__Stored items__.
◆ ◆ ◆ ◆
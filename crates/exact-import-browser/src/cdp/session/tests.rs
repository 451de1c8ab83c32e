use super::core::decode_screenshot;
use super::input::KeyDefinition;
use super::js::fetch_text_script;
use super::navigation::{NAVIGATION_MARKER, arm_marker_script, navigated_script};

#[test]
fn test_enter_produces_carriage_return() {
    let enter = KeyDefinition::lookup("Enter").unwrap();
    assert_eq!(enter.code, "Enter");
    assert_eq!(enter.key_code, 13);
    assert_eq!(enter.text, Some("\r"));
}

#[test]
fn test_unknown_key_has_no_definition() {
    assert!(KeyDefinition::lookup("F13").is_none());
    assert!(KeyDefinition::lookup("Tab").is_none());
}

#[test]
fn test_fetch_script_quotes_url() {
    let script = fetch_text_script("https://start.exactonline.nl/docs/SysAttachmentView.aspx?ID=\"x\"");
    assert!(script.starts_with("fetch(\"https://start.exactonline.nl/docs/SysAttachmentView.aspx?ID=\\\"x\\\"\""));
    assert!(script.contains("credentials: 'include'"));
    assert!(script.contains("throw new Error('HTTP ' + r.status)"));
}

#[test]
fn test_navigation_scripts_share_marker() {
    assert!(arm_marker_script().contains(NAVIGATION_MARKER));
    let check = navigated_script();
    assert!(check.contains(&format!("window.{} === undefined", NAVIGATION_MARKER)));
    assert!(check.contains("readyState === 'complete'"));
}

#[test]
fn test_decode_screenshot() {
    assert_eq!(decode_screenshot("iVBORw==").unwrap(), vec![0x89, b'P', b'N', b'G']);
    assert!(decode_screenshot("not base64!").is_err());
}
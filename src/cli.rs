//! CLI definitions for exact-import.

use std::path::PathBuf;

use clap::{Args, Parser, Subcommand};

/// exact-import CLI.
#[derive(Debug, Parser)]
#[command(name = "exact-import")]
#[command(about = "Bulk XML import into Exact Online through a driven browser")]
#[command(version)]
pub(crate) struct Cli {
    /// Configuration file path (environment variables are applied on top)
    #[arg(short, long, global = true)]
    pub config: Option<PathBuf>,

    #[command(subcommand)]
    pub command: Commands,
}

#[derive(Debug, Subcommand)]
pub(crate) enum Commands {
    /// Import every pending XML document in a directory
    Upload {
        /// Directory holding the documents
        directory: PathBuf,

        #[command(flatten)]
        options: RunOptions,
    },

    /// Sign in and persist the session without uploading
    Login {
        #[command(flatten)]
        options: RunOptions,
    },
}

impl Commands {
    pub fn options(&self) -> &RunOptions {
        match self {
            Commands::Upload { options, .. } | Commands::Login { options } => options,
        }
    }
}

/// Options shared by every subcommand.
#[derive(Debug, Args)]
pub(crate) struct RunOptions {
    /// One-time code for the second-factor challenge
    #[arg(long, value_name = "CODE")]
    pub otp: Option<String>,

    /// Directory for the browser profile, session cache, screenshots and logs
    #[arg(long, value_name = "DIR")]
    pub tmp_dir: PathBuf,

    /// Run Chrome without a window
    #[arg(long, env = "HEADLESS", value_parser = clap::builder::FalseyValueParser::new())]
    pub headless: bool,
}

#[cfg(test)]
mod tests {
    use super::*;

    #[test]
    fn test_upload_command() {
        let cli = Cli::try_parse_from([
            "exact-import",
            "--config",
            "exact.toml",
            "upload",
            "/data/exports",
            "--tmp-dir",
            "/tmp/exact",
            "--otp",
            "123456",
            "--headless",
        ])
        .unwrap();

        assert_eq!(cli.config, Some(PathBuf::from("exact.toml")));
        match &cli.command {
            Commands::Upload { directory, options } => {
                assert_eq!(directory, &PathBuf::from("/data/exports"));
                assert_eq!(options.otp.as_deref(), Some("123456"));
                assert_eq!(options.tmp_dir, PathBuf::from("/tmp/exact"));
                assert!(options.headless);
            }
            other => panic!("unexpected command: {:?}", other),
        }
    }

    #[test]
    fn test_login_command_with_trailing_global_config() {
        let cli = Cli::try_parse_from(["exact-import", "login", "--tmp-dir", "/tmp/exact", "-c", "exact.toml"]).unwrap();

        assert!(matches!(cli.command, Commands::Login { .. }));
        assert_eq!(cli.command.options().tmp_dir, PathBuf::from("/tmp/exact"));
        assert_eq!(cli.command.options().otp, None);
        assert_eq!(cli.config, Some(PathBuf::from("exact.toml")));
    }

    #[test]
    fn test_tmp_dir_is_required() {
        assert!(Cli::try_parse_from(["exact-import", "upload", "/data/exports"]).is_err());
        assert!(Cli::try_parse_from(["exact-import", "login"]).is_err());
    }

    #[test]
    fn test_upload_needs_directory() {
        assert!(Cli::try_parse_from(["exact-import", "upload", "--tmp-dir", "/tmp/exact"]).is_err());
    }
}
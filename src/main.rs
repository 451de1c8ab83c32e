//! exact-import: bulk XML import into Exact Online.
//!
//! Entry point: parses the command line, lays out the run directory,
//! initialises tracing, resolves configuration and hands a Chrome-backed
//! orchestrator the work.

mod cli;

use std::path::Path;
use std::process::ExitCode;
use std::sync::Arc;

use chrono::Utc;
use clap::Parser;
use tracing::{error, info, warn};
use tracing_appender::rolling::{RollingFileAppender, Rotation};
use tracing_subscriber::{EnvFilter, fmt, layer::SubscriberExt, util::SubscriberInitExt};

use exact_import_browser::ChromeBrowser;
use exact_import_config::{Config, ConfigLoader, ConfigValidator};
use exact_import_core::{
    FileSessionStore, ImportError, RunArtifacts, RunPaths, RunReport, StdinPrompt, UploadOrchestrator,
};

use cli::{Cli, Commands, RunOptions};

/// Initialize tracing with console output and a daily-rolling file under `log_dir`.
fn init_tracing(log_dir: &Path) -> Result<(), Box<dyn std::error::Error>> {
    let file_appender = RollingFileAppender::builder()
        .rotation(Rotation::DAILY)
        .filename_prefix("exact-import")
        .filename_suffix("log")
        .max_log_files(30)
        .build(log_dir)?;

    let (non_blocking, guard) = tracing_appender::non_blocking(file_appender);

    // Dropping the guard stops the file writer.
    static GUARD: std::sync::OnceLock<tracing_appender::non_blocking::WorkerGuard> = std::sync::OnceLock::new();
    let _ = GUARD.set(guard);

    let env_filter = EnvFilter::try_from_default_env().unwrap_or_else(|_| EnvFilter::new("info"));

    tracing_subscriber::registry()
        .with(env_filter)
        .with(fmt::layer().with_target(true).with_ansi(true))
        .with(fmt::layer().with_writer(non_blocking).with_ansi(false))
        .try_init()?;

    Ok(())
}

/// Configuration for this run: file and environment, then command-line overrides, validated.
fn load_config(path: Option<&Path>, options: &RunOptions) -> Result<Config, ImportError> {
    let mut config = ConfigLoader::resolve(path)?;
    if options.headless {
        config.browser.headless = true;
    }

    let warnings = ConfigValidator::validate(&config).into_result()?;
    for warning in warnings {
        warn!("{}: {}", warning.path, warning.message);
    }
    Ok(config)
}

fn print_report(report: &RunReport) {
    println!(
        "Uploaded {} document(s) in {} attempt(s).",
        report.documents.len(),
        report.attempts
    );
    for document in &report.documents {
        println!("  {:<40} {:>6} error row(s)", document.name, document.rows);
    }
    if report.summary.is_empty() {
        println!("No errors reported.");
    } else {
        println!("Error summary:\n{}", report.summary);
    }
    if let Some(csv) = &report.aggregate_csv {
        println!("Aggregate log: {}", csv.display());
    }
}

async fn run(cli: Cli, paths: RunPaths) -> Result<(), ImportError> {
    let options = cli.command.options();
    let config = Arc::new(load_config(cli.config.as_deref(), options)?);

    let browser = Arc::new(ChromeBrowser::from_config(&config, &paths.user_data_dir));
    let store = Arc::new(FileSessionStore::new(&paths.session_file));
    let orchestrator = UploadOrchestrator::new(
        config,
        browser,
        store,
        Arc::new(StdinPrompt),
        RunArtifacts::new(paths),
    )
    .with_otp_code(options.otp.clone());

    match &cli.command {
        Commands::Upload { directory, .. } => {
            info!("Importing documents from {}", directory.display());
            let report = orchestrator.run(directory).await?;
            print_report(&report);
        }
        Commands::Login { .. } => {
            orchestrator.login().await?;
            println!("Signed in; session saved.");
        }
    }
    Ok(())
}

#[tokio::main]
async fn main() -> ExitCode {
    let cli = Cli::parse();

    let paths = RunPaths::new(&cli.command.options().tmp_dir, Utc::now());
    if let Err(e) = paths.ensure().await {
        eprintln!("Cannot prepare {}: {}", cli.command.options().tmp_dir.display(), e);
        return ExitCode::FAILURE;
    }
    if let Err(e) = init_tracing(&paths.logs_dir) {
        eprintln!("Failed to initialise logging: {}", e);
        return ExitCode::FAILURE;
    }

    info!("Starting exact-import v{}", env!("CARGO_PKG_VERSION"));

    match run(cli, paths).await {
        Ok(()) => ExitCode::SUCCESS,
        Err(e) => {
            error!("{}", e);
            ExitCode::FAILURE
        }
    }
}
◆ ◆ ◆ ◆
__Requirement__.
What is needed is each line of the entries that contains the word "environment".

__Written answer__.
    /// Configuration file path (environment variables are applied on top)
/// Configuration for this run: file and environment, then command-line overrides, validated.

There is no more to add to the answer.